__TASK DESCRIPTION__. Find how many lines in the data below include the word "LocalErrorStore", then write only that number.

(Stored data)
================

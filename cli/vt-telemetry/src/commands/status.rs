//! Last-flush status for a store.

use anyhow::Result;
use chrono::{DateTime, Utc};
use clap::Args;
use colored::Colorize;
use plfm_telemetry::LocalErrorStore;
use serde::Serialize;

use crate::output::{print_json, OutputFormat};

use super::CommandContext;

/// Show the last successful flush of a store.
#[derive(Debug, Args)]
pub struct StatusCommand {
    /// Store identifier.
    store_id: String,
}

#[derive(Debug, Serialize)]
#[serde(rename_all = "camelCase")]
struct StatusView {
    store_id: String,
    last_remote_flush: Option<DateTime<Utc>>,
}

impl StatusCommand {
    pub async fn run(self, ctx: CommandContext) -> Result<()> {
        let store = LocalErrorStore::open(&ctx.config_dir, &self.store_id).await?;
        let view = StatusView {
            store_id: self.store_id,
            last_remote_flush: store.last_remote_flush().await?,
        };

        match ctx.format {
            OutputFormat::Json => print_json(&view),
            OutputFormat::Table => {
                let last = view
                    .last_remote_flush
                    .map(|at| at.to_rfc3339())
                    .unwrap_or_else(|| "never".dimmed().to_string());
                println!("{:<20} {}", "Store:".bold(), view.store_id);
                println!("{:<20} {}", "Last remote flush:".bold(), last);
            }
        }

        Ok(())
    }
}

================

__FINAL ANSWER__. 2